Offering balanced coverage of methodology, theory, and applications, this handbook:
• Describes modern, scalable approaches for analyzing increasingly large datasets
• Defines the underlying concepts of the available analytical tools and techniques
• Details intercommunity advances in computational statistics and machine learning
Handbook of Big Data also identifies areas in need of further development, encouraging greater communication and collaboration between researchers in big data sub-specialties such as genomics, computational biology, and finance.
• Peter Bühlmann is a professor of statistics at ETH Zürich, Switzerland, fellow of the Institute of Mathematical Statistics, elected member of the International Statistical Institute, and co-author of the book titled Statistics for High-Dimensional Data: Methods, Theory and Applications. He was named a Thomson Reuters’ 2014 Highly Cited Researcher in mathematics, served on various editorial boards and as editor of the Annals of Statistics, and delivered numerous presentations including a Medallion Lecture at the 2009 Joint Statistical Meetings, a read paper to the Royal Statistical Society in 2010, the 14th Bahadur Memorial Lectures at the University of Chicago, Illinois, USA, and other named lectures.
• Petros Drineas is an associate professor in the Computer Science Department at Rensselaer Polytechnic Institute, Troy, New York, USA. He is the recipient of an Outstanding Early Research Award from Rensselaer Polytechnic Institute, an NSF CAREER award, and two fellowships from the European Molecular Biology Organization. He has served as a visiting professor at the US Sandia National Laboratories; visiting fellow at the Institute for Pure and Applied Mathematics, University of California, Los Angeles; long-term visitor at the Simons Institute for the Theory of Computing, University of California, Berkeley; program director in two divisions at the US National Science Foundation; and worked for industrial labs. He is a co-organizer of the series of workshops on Algorithms for Modern Massive Datasets and his research has been featured in numerous popular press articles.
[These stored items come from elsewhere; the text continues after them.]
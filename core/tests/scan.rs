use std::fs;
use std::path::Path;

use gapscan_core::{
    report, AnalysisDepth, Analyzer, Config, Finding, FindingKind, ScanOutcome, Severity,
};

fn write(root: &Path, rel: &str, contents: &str) {
    let path = root.join(rel);
    if let Some(parent) = path.parent() {
        fs::create_dir_all(parent).unwrap();
    }
    fs::write(path, contents).unwrap();
}

fn scan_with(cfg: Config, files: &[(&str, &str)]) -> ScanOutcome {
    let dir = tempfile::tempdir().unwrap();
    for (rel, contents) in files {
        write(dir.path(), rel, contents);
    }
    Analyzer::new(cfg).unwrap().scan(dir.path()).unwrap()
}

fn scan(files: &[(&str, &str)]) -> ScanOutcome {
    scan_with(Config::default(), files)
}

fn of_kind(outcome: &ScanOutcome, kind: FindingKind) -> Vec<&Finding> {
    outcome.missing.iter().filter(|f| f.kind == kind).collect()
}

#[test]
fn empty_catch_yields_one_high_finding_at_the_catch() {
    let outcome = scan(&[(
        "src/run.ts",
        "export function run(): void {\n  try {\n    go();\n  } catch (e) {\n  }\n}\n",
    )]);
    let weak = of_kind(&outcome, FindingKind::WeakErrorHandling);
    assert_eq!(weak.len(), 1, "{:#?}", outcome.missing);
    assert_eq!(weak[0].severity, Severity::High);
    assert_eq!(weak[0].line, Some(4));
    assert!(weak[0].suggested_annotation.as_deref().unwrap_or("").starts_with("// TODO:"));
}

#[test]
fn empty_function_is_reported_once_as_a_stub() {
    let outcome = scan(&[("src/load.js", "function load() { }\n")]);
    let stubs = of_kind(&outcome, FindingKind::StubImplementation);
    assert_eq!(stubs.len(), 1);
    assert!(stubs[0].description.contains("load"));
    assert!(of_kind(&outcome, FindingKind::EmptyBody).is_empty());
}

#[test]
fn implementer_missing_a_contract_method() {
    let outcome = scan(&[
        ("src/store.ts", "export interface Store {\n  a(): void;\n  b(): void;\n}\n"),
        (
            "src/mem.ts",
            "import { Store } from './store';\n\nexport class Mem implements Store {\n  a(): void {\n    flush();\n  }\n}\n",
        ),
    ]);
    let missing = of_kind(&outcome, FindingKind::MissingInterfaceMethod);
    assert_eq!(missing.len(), 1);
    assert_eq!(missing[0].severity, Severity::High);
    assert_eq!(missing[0].file, "src/mem.ts");
    assert!(missing[0].description.contains("`b`"));
}

#[test]
fn untested_file_gets_only_a_file_level_finding() {
    let cfg = Config {
        depth: AnalysisDepth::Deep,
        ..Config::default()
    };
    let outcome = scan_with(
        cfg,
        &[(
            "pkg/foo.py",
            "def first():\n    return 1\n\n\ndef second():\n    return 2\n",
        )],
    );
    let coverage = of_kind(&outcome, FindingKind::MissingTestCoverage);
    assert_eq!(coverage.len(), 1);
    assert_eq!(coverage[0].line, None);
    assert_eq!(coverage[0].severity, Severity::Medium);
}

#[test]
fn correlated_test_file_leaves_only_unreferenced_exports() {
    let cfg = Config {
        depth: AnalysisDepth::Deep,
        ..Config::default()
    };
    let outcome = scan_with(
        cfg,
        &[
            (
                "pkg/foo.py",
                "def first():\n    return 1\n\n\ndef second():\n    return 2\n",
            ),
            (
                "pkg/test_foo.py",
                "from pkg.foo import first\n\n\ndef test_first():\n    assert first() == 1\n",
            ),
        ],
    );
    let coverage = of_kind(&outcome, FindingKind::MissingTestCoverage);
    assert_eq!(coverage.len(), 1, "{:#?}", coverage);
    assert_eq!(coverage[0].file, "pkg/foo.py");
    assert_eq!(coverage[0].line, Some(5));
    assert!(coverage[0].description.contains("`second`"));
}

#[test]
fn rust_inline_tests_cover_only_what_they_call() {
    let cfg = Config {
        depth: AnalysisDepth::Deep,
        ..Config::default()
    };
    let src = concat!(
        "pub fn alpha() -> u8 {\n",
        "    1\n",
        "}\n",
        "\n",
        "pub fn beta() -> u8 {\n",
        "    2\n",
        "}\n",
        "\n",
        "#[cfg(test)]\n",
        "mod tests {\n",
        "    #[test]\n",
        "    fn alpha_is_one() {\n",
        "        assert_eq!(super::alpha(), 1);\n",
        "    }\n",
        "}\n",
    );
    let outcome = scan_with(cfg, &[("src/pair.rs", src)]);
    let coverage = of_kind(&outcome, FindingKind::MissingTestCoverage);
    assert_eq!(coverage.len(), 1, "{:#?}", coverage);
    assert_eq!(coverage[0].line, Some(5));
    assert!(coverage[0].description.contains("`beta`"));
}

#[test]
fn marker_lines_survive_multiline_strings() {
    let outcome = scan(&[
        (
            "src/banner.rs",
            "pub fn banner() -> &'static str {\n    \"a\\\n     b\"\n}\n// TODO: fix this later\n",
        ),
        (
            "src/banner.ts",
            "export const msg = `first\nsecond`;\n// TODO: trim the banner text\n",
        ),
    ]);
    let lines: Vec<(&str, u32)> = outcome
        .markers
        .iter()
        .map(|m| (m.file.as_str(), m.line))
        .collect();
    assert_eq!(lines, vec![("src/banner.rs", 5), ("src/banner.ts", 3)]);
}

#[test]
fn standard_depth_does_not_check_tests() {
    let outcome = scan(&[("pkg/foo.py", "def first():\n    return 1\n")]);
    assert!(of_kind(&outcome, FindingKind::MissingTestCoverage).is_empty());
}

#[test]
fn existing_marker_suppresses_the_matching_finding() {
    let outcome = scan(&[(
        "src/loader.js",
        "// TODO: implement the loader stub\nfunction loader() {}\n",
    )]);
    assert!(of_kind(&outcome, FindingKind::StubImplementation).is_empty());
    assert_eq!(outcome.markers.len(), 1);
    assert_eq!(outcome.summary.markers, 1);
    assert_eq!(outcome.summary.suppressed, 1);
    assert!(outcome
        .findings
        .iter()
        .any(|f| f.kind == FindingKind::PreexistingMarker));
}

#[test]
fn unrelated_marker_in_the_same_file_does_not_suppress() {
    let outcome = scan(&[(
        "src/loader.js",
        "// TODO: support pagination options\nfunction loader() {}\n",
    )]);
    assert_eq!(outcome.markers.len(), 1);
    assert_eq!(outcome.summary.suppressed, 0);
    let stubs = of_kind(&outcome, FindingKind::StubImplementation);
    assert_eq!(stubs.len(), 1);
    assert_eq!(stubs[0].line, Some(2));
}

#[test]
fn markers_in_other_files_do_not_suppress() {
    let outcome = scan(&[
        ("src/a.js", "// TODO: implement the loader stub\nexport const a = 1;\n"),
        ("src/b.js", "function loader() {}\n"),
    ]);
    assert_eq!(of_kind(&outcome, FindingKind::StubImplementation).len(), 1);
}

#[test]
fn closed_branch_completeness() {
    let partial = concat!(
        "enum Level { Low, Mid, High }\n",
        "\n",
        "export function weight(level: Level): number {\n",
        "  switch (level) {\n",
        "    case Level.Low:\n",
        "      return 1;\n",
        "  }\n",
        "  return 0;\n",
        "}\n",
    );
    let outcome = scan(&[("src/level.ts", partial)]);
    let branches = of_kind(&outcome, FindingKind::IncompleteBranchCoverage);
    assert_eq!(branches.len(), 1);
    assert!(branches[0].description.contains("Level.Mid"));
    assert!(branches[0].description.contains("Level.High"));

    let complete = partial.replace(
        "      return 1;\n",
        "      return 1;\n    default:\n      return 2;\n",
    );
    let outcome = scan(&[("src/level.ts", &complete)]);
    assert!(of_kind(&outcome, FindingKind::IncompleteBranchCoverage).is_empty());
}

#[test]
fn one_return_contract_finding_per_absent_return() {
    let outcome = scan(&[(
        "svc/names.py",
        "def lookup(key: str) -> str:\n    if not key:\n        return None\n    if key == 'x':\n        return None\n    return key.upper()\n",
    )]);
    let contracts = of_kind(&outcome, FindingKind::MissingReturnContract);
    assert_eq!(contracts.len(), 2);
    assert_eq!(contracts[0].line, Some(3));
    assert_eq!(contracts[1].line, Some(5));
}

#[test]
fn malformed_files_do_not_abort_the_scan() {
    let outcome = scan(&[
        (
            "src/broken.ts",
            "// TODO: finish the parser rewrite\nfunction broken( {\n  let = ;\n",
        ),
        (
            "src/fine.ts",
            "export function fine(): void {\n  try {\n    go();\n  } catch (e) {}\n}\n",
        ),
    ]);
    assert_eq!(outcome.summary.files_analyzed, 2);
    assert!(outcome.markers.iter().any(|m| m.file == "src/broken.ts"));
    assert_eq!(of_kind(&outcome, FindingKind::WeakErrorHandling).len(), 1);
}

#[test]
fn markers_in_languages_without_structural_support() {
    let outcome = scan(&[(
        "cmd/pool.go",
        "package pool\n\n// FIXME: leak in connection pool\nfunc Get() {}\n",
    )]);
    assert_eq!(outcome.markers.len(), 1);
    assert_eq!(outcome.markers[0].severity, Severity::High);
    assert_eq!(outcome.markers[0].line, 3);
    assert!(outcome.missing.is_empty());
}

#[test]
fn high_findings_lead_the_report() {
    let outcome = scan(&[
        ("a/first.ts", "function noop() {}\n"),
        ("b/second.ts", "function run() {\n  try {\n    go();\n  } catch (e) {\n  }\n}\n"),
    ]);
    let severities: Vec<Severity> = outcome.findings.iter().map(|f| f.severity).collect();
    let mut sorted = severities.clone();
    sorted.sort();
    assert_eq!(severities, sorted);
    assert_eq!(outcome.findings[0].file, "b/second.ts");
}

#[test]
fn repeated_scans_are_identical() {
    let dir = tempfile::tempdir().unwrap();
    write(
        dir.path(),
        "src/a.ts",
        "// TODO: cache lookups\nexport function find(id: string): string {\n  return null;\n}\n",
    );
    write(
        dir.path(),
        "src/b.py",
        "def validate_user(u):\n    check(u)\n    return True\n",
    );
    write(
        dir.path(),
        "src/c.rs",
        concat!(
            "pub enum Dir { N, S }\n",
            "pub fn turn(d: Dir) -> u8 {\n",
            "    match d {\n",
            "        Dir::N => 1,\n",
            "    }\n",
            "}\n",
        ),
    );
    let analyzer = Analyzer::new(Config::default()).unwrap();
    let first = analyzer.scan(dir.path()).unwrap();
    let second = analyzer.scan(dir.path()).unwrap();
    assert_eq!(first.findings, second.findings);
    assert_eq!(report::render_markdown(&first), report::render_markdown(&second));
    assert!(!first.missing.is_empty());
}

#[test]
fn missing_root_is_fatal() {
    let dir = tempfile::tempdir().unwrap();
    let err = Analyzer::new(Config::default())
        .unwrap()
        .scan(&dir.path().join("absent"))
        .unwrap_err();
    assert!(matches!(err, gapscan_core::ScanError::RootNotFound(_)));
}

#[test]
fn tree_without_source_files_is_fatal() {
    let dir = tempfile::tempdir().unwrap();
    write(dir.path(), "README.md", "# nothing to scan\n");
    let err = Analyzer::new(Config::default())
        .unwrap()
        .scan(dir.path())
        .unwrap_err();
    assert!(matches!(err, gapscan_core::ScanError::NoReadableFiles(_)));
}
• Michael Kane is a member of the research faculty at Yale University, New Haven, Connecticut, USA. He is a winner of the American Statistical Association’s Chambers Statistical Software Award for The Bigmemory Project, a set of software libraries that allow the R programming environment to accommodate large datasets for statistical analysis. He is a grantee on the Defense Advanced Research Projects Agency’s XDATA project, part of the White House’s Big Data Initiative, and on the Gates Foundation’s Round 11 Grand Challenges Exploration. He has collaborated with companies including AT&T Labs Research, Paradigm4, Sybase, (a SAP company), and Oracle.
• Mark van der Laan is the Jiann-Ping Hsu/Karl E. Peace professor of biostatistics and statistics at the University of California, Berkeley, USA. He is the inventor of targeted maximum likelihood estimation, a general semiparametric efficient estimation method that incorporates the state of the art in machine learning through the ensemble method super learning. He is the recipient of the 2005 COPPS Presidents’ and Snedecor Awards, the 2005-van Dantzig Award, and the 2004 Spiegelman Award. He is also the founding editor of the International Journal of Biostatistics and the Journal of Causal Inference, and the co-author of more than 250 publications and various books.